There is, of course, the chamber pot, nearly the very first thing we see as Ciri approaches an otherwise pretty city. I'd like to extend a special shoutout to the chamber pot woman and her brown cap. She doesn't get paid enough for this shit.
Seconds later, as Ciri strolls through the marketplace, the ground strewn with all manner of delightful filth, a guard spits just inches from her feet. Maybe he's not fond of Witchers. Maybe he, like a concerning number of men online, is intimidated by a woman as strong as Ciri. All I know is that he put some stank on that spit, and for his contributions to this canvas of crap, I have to respect it.

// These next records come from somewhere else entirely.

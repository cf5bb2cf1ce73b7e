//! # shardplan
//!
//! Predicate routing and select-list rewriting for SQL statements running
//! against a sharded backend.
//!
//! Given a parsed statement the planner decides which shard segments it must
//! reach and, for a SELECT fanning out to several segments, how the select
//! list has to be validated and rewritten so a coordinator can merge the
//! per-shard partial results.
//!
//! ## Quick Start
//!
//! ```rust
//! use shardplan::{HashRouter, Planner, ShardConfig, SqlParser};
//!
//! let config = ShardConfig::from_json(r#"{
//!     "databases": { "shop": { "tables": { "orders": {
//!         "shard_key": "id",
//!         "slots": 4,
//!         "partitions": [
//!             { "table": "orders_0", "backend": "a", "start": 0, "end": 2 },
//!             { "table": "orders_1", "backend": "b", "start": 2, "end": 4 }
//!         ]
//!     } } } }
//! }"#).unwrap();
//!
//! let router = HashRouter::new(&config);
//! let planner = Planner::new(&router);
//! let parser = SqlParser::default();
//!
//! // Equality on the shard key reaches one segment.
//! let plan = planner.plan_sql(&parser, "shop", "SELECT a FROM orders WHERE id = 5").unwrap();
//! assert_eq!(plan.segments.len(), 1);
//!
//! // Anything else is broadcast, and AVG is split into SUM and COUNT.
//! let plan = planner.plan_sql(&parser, "shop", "SELECT avg(a) AS m FROM orders").unwrap();
//! assert_eq!(plan.segments.len(), 2);
//! assert_eq!(plan.projection, vec!["sum(a) AS m", "count(a)"]);
//! ```

pub mod config;
pub mod error;
pub mod expr;
pub mod logging;
pub mod parser;
pub mod planner;
pub mod router;
pub mod routing;
pub mod select;

pub use config::ShardConfig;
pub use error::{PlanError, PlanResult, Unsupported};
pub use parser::{SqlDialect, SqlParser};
pub use planner::{Planner, RoutePlan, StatementKind};
pub use router::{HashRouter, KeyRange, Router, RouterError, Segment};
pub use routing::{check_comparison, is_shard_key_changing, resolve_routing};
pub use select::{check_in_tuple, decompose_avg, parse_select_expr, parse_select_exprs, SelectTuple};
//! SQL dialect selection and a recursion-limited parser wrapper.

use std::fmt;

use serde::{Deserialize, Serialize};
use sqlparser::ast::Statement;
use sqlparser::dialect::{Dialect, GenericDialect, MySqlDialect, PostgreSqlDialect};
use sqlparser::parser::Parser;

use crate::error::{PlanError, PlanResult};

/// SQL dialects accepted from clients.
#[derive(Debug, Clone, Copy, PartialEq, Eq, Hash, Default, Serialize, Deserialize)]
#[serde(rename_all = "lowercase")]
pub enum SqlDialect {
    #[default]
    Mysql,
    Postgres,
    Generic,
}

impl SqlDialect {
    pub fn all() -> &'static [SqlDialect] {
        &[SqlDialect::Mysql, SqlDialect::Postgres, SqlDialect::Generic]
    }

    pub fn name(&self) -> &'static str {
        match self {
            SqlDialect::Mysql => "mysql",
            SqlDialect::Postgres => "postgres",
            SqlDialect::Generic => "generic",
        }
    }

    /// Parse dialect from string (case-insensitive)
    pub fn from_str(s: &str) -> Result<SqlDialect, String> {
        match s.to_lowercase().as_str() {
            "mysql" => Ok(SqlDialect::Mysql),
            "postgres" | "postgresql" => Ok(SqlDialect::Postgres),
            "generic" => Ok(SqlDialect::Generic),
            _ => Err(format!(
                "Unsupported dialect: {}. Supported dialects: {}",
                s,
                SqlDialect::all()
                    .iter()
                    .map(|d| d.name())
                    .collect::<Vec<_>>()
                    .join(", ")
            )),
        }
    }

    fn dialect(&self) -> Box<dyn Dialect> {
        match self {
            SqlDialect::Mysql => Box::new(MySqlDialect {}),
            SqlDialect::Postgres => Box::new(PostgreSqlDialect {}),
            SqlDialect::Generic => Box::new(GenericDialect {}),
        }
    }
}

impl fmt::Display for SqlDialect {
    fn fmt(&self, f: &mut fmt::Formatter<'_>) -> fmt::Result {
        write!(f, "{}", self.name())
    }
}

/// Parser wrapper with a bounded recursion depth.
pub struct SqlParser {
    dialect: Box<dyn Dialect>,
    recursion_limit: usize,
}

impl SqlParser {
    pub fn new(dialect: SqlDialect, recursion_limit: usize) -> Self {
        Self {
            dialect: dialect.dialect(),
            recursion_limit,
        }
    }

    pub fn parse(&self, sql: &str) -> PlanResult<Vec<Statement>> {
        Parser::new(self.dialect.as_ref())
            .with_recursion_limit(self.recursion_limit)
            .try_with_sql(sql)
            .and_then(|mut parser| parser.parse_statements())
            .map_err(|e| PlanError::ParseError {
                message: e.to_string(),
            })
    }

    /// Parse exactly one statement.
    pub fn parse_statement(&self, sql: &str) -> PlanResult<Statement> {
        let mut statements = self.parse(sql)?;

        match statements.len() {
            1 => Ok(statements.remove(0)),
            0 => Err(PlanError::ParseError {
                message: "No statements found".to_string(),
            }),
            n => Err(PlanError::ParseError {
                message: format!("Expected a single statement, found {n}"),
            }),
        }
    }
}

impl Default for SqlParser {
    fn default() -> Self {
        Self::new(SqlDialect::default(), 64)
    }
}

#[cfg(test)]
mod tests {
    use super::*;

    #[test]
    fn dialect_from_str() {
        assert_eq!(SqlDialect::from_str("MySQL").unwrap(), SqlDialect::Mysql);
        assert_eq!(SqlDialect::from_str("postgresql").unwrap(), SqlDialect::Postgres);
        let err = SqlDialect::from_str("oracle").unwrap_err();
        assert!(err.contains("mysql, postgres, generic"), "error was: {err}");
    }

    #[test]
    fn parse_single_statement() {
        let parser = SqlParser::default();
        let stmt = parser.parse_statement("SELECT a FROM t WHERE id = 1").unwrap();
        assert_eq!(stmt.to_string(), "SELECT a FROM t WHERE id = 1");

        let err = parser.parse_statement("SELECT 1; SELECT 2").unwrap_err();
        assert!(err.to_string().contains("found 2"));

        assert!(matches!(
            parser.parse_statement("SELEC nothing"),
            Err(PlanError::ParseError { .. })
        ));
    }

    #[test]
    fn recursion_limit_guards_deep_nesting() {
        let parser = SqlParser::new(SqlDialect::Mysql, 8);
        let depth = 40;
        let sql = format!(
            "SELECT a FROM t WHERE {}id = 1{}",
            "(".repeat(depth),
            ")".repeat(depth)
        );
        assert!(matches!(
            parser.parse_statement(&sql),
            Err(PlanError::ParseError { .. })
        ));

        let shallow = SqlParser::new(SqlDialect::Mysql, 64);
        assert!(shallow.parse_statement("SELECT a FROM t WHERE ((id = 1))").is_ok());
    }
}
//! Expression-tree helpers shared by the routing and select analyzers.
//!
//! Everything here reads `sqlparser` expression trees without mutating them.
//! The helpers answer small structural questions: which conjuncts make up a
//! WHERE clause, whether a node is a comparison, a column reference or a
//! literal, and whether a subquery hides anywhere below a node.

use std::ops::ControlFlow;

use sqlparser::ast::{
    visit_expressions, BinaryOperator, Expr, Function, FunctionArguments, UnaryOperator, Value,
};

// ---------------------------------------------------------------------------
// Conjunct decomposition
// ---------------------------------------------------------------------------

/// Break an expression into its AND-separated conjuncts.
///
/// Nested ANDs are flattened left to right and parenthesised ANDs are
/// unwrapped to the same depth.  Any other node, including a parenthesised
/// non-AND expression, is returned as a single conjunct.  `None` yields an
/// empty list.
pub fn split_and_expression(expr: Option<&Expr>) -> Vec<&Expr> {
    let mut filters = Vec::new();
    if let Some(expr) = expr {
        split_into(&mut filters, expr);
    }
    filters
}

fn split_into<'a>(filters: &mut Vec<&'a Expr>, node: &'a Expr) {
    match node {
        Expr::BinaryOp {
            left,
            op: BinaryOperator::And,
            right,
        } => {
            split_into(filters, left);
            split_into(filters, right);
        }
        Expr::Nested(inner) if is_and(inner) => split_into(filters, inner),
        _ => filters.push(node),
    }
}

fn is_and(expr: &Expr) -> bool {
    matches!(
        expr,
        Expr::BinaryOp {
            op: BinaryOperator::And,
            ..
        }
    )
}

/// Strip every layer of parentheses around `expr`.
pub fn skip_parenthesis(expr: &Expr) -> &Expr {
    match expr {
        Expr::Nested(inner) => skip_parenthesis(inner),
        other => other,
    }
}

// ---------------------------------------------------------------------------
// Column references and literals
// ---------------------------------------------------------------------------

/// A column reference with its optional table qualifier.
#[derive(Debug, Clone, Copy, PartialEq, Eq)]
pub struct ColumnRef<'a> {
    pub qualifier: Option<&'a str>,
    pub name: &'a str,
}

/// View `expr` as a column reference.
///
/// For `db.t.col` the qualifier is `t`: only the table part takes part in
/// table attribution.
pub fn column_ref(expr: &Expr) -> Option<ColumnRef<'_>> {
    match expr {
        Expr::Identifier(ident) => Some(ColumnRef {
            qualifier: None,
            name: &ident.value,
        }),
        Expr::CompoundIdentifier(idents) if !idents.is_empty() => {
            let name = &idents[idents.len() - 1].value;
            let qualifier = if idents.len() >= 2 {
                Some(idents[idents.len() - 2].value.as_str())
            } else {
                None
            };
            Some(ColumnRef { qualifier, name })
        }
        _ => None,
    }
}

/// True if `expr` is a reference to `shard_key`, either unqualified or
/// qualified with `table`.
pub fn name_match(expr: &Expr, table: &str, shard_key: &str) -> bool {
    match column_ref(expr) {
        Some(col) => col.qualifier.map_or(true, |q| q == table) && col.name == shard_key,
        None => false,
    }
}

/// The literal carried by `expr`, if it is one.
///
/// Signed numeric literals such as `-5` parse as a unary operator applied to
/// a number; they are folded back into a single numeric value.  `NULL` is
/// not a literal: it neither routes nor satisfies a value comparison.
pub fn literal_value(expr: &Expr) -> Option<Value> {
    match expr {
        Expr::Value(Value::Null) => None,
        Expr::Value(value) => Some(value.clone()),
        Expr::UnaryOp { op, expr } => match (op, expr.as_ref()) {
            (UnaryOperator::Minus, Expr::Value(Value::Number(n, long))) => {
                Some(Value::Number(format!("-{n}"), *long))
            }
            (UnaryOperator::Plus, Expr::Value(value @ Value::Number(..))) => Some(value.clone()),
            _ => None,
        },
        _ => None,
    }
}

pub fn is_literal(expr: &Expr) -> bool {
    literal_value(expr).is_some()
}

// ---------------------------------------------------------------------------
// Comparisons
// ---------------------------------------------------------------------------

#[derive(Debug, Clone, Copy, PartialEq, Eq)]
pub enum CompareOp {
    Eq,
    NotEq,
    Lt,
    LtEq,
    Gt,
    GtEq,
    NullSafeEq,
    In,
    NotIn,
    Like,
    NotLike,
    Regexp,
    NotRegexp,
}

/// Right-hand side of a comparison.
#[derive(Debug, Clone, Copy)]
pub enum ComparisonRhs<'a> {
    Expr(&'a Expr),
    /// Value list of an `IN (...)` comparison
    List(&'a [Expr]),
}

#[derive(Debug, Clone, Copy)]
pub struct Comparison<'a> {
    pub op: CompareOp,
    pub left: &'a Expr,
    pub right: ComparisonRhs<'a>,
}

impl<'a> Comparison<'a> {
    /// An IN list is a tuple, never a single literal value.
    pub fn right_is_literal(&self) -> bool {
        match self.right {
            ComparisonRhs::Expr(expr) => is_literal(expr),
            ComparisonRhs::List(_) => false,
        }
    }

    pub fn right_literal(&self) -> Option<Value> {
        match self.right {
            ComparisonRhs::Expr(expr) => literal_value(expr),
            ComparisonRhs::List(_) => None,
        }
    }
}

/// View `expr` as a comparison, if it is one.
pub fn as_comparison(expr: &Expr) -> Option<Comparison<'_>> {
    let (op, left, right) = match expr {
        Expr::BinaryOp { left, op, right } => {
            let op = match op {
                BinaryOperator::Eq => CompareOp::Eq,
                BinaryOperator::NotEq => CompareOp::NotEq,
                BinaryOperator::Lt => CompareOp::Lt,
                BinaryOperator::LtEq => CompareOp::LtEq,
                BinaryOperator::Gt => CompareOp::Gt,
                BinaryOperator::GtEq => CompareOp::GtEq,
                BinaryOperator::Spaceship => CompareOp::NullSafeEq,
                _ => return None,
            };
            (op, left.as_ref(), ComparisonRhs::Expr(right.as_ref()))
        }
        Expr::InList {
            expr,
            list,
            negated,
        } => {
            let op = if *negated { CompareOp::NotIn } else { CompareOp::In };
            (op, expr.as_ref(), ComparisonRhs::List(list.as_slice()))
        }
        Expr::Like {
            negated,
            expr,
            pattern,
            ..
        }
        | Expr::ILike {
            negated,
            expr,
            pattern,
            ..
        } => {
            let op = if *negated { CompareOp::NotLike } else { CompareOp::Like };
            (op, expr.as_ref(), ComparisonRhs::Expr(pattern.as_ref()))
        }
        Expr::RLike {
            negated,
            expr,
            pattern,
            ..
        } => {
            let op = if *negated {
                CompareOp::NotRegexp
            } else {
                CompareOp::Regexp
            };
            (op, expr.as_ref(), ComparisonRhs::Expr(pattern.as_ref()))
        }
        _ => return None,
    };
    Some(Comparison { op, left, right })
}

// ---------------------------------------------------------------------------
// Functions and subqueries
// ---------------------------------------------------------------------------

/// Lower-cased, unqualified function name.
pub fn function_name(func: &Function) -> String {
    func.name
        .0
        .last()
        .map(|ident| ident.value.to_lowercase())
        .unwrap_or_default()
}

/// True if `expr` itself is a subquery node.
pub fn is_subquery(expr: &Expr) -> bool {
    match expr {
        Expr::Subquery(_) | Expr::Exists { .. } | Expr::InSubquery { .. } => true,
        Expr::Function(func) => matches!(func.args, FunctionArguments::Subquery(_)),
        _ => false,
    }
}

/// True if a subquery appears anywhere inside `expr`.
pub fn has_subquery(expr: &Expr) -> bool {
    visit_expressions(expr, |node| {
        if is_subquery(node) {
            ControlFlow::Break(())
        } else {
            ControlFlow::Continue(())
        }
    })
    .is_break()
}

Ciri's walk continues. A live bear performs tricks before a small streetside crowd – not something that OSHA would abide, I'd wager. A man drops all his apples on the ground after bumping into Ciri. Polish those puppies right up and get 'em on the fruit stand. Pigs pass chickens as they escape their pen, perhaps lured by the apples. Behind a street beggar, an innkeeper rolls an apparent Gwent cheater out into the street. The background music to all of this is an energetic chorus of villagers hawking and gossiping and coughing.
This is the kind of atmosphere that helped make The Witcher 3, and games like Kingdom Come: Deliverance 2, so great. I know this is just a tech demo that we shouldn't read too much into, but the direction here seems pretty clear. The Witcher 4 grimes up good.